## Required work
Your answer should be the line containing "pub mod fen;" and each line after it through the end of the data below, repeated exactly.

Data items
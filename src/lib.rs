//! Xiangqi Search Engine
//!
//! 中国象棋搜索引擎 - 迭代加深 Alpha-Beta 搜索 + NNUE 混合评估，
//! 支持 FEN 输入输出

pub mod board;
pub mod engine;
pub mod fen;
pub mod test_positions;
pub mod types;

pub use board::Board;
pub use engine::{
    Difficulty, Engine, Evaluator, SearchLimits, SearchOutcome, SearchStats, INFINITY, MATE_SCORE,
    MATE_THRESHOLD,
};
pub use fen::{parse_fen, FenState, INITIAL_FEN};
pub use types::{Color, GameResult, Move, Piece, PieceKind, Position};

## Exercise response
pub mod fen;
pub mod test_positions;
pub mod types;

pub use board::Board;
pub use engine::{
    Difficulty, Engine, Evaluator, SearchLimits, SearchOutcome, SearchStats, INFINITY, MATE_SCORE,
    MATE_THRESHOLD,
};
pub use fen::{parse_fen, FenState, INITIAL_FEN};
pub use types::{Color, GameResult, Move, Piece, PieceKind, Position};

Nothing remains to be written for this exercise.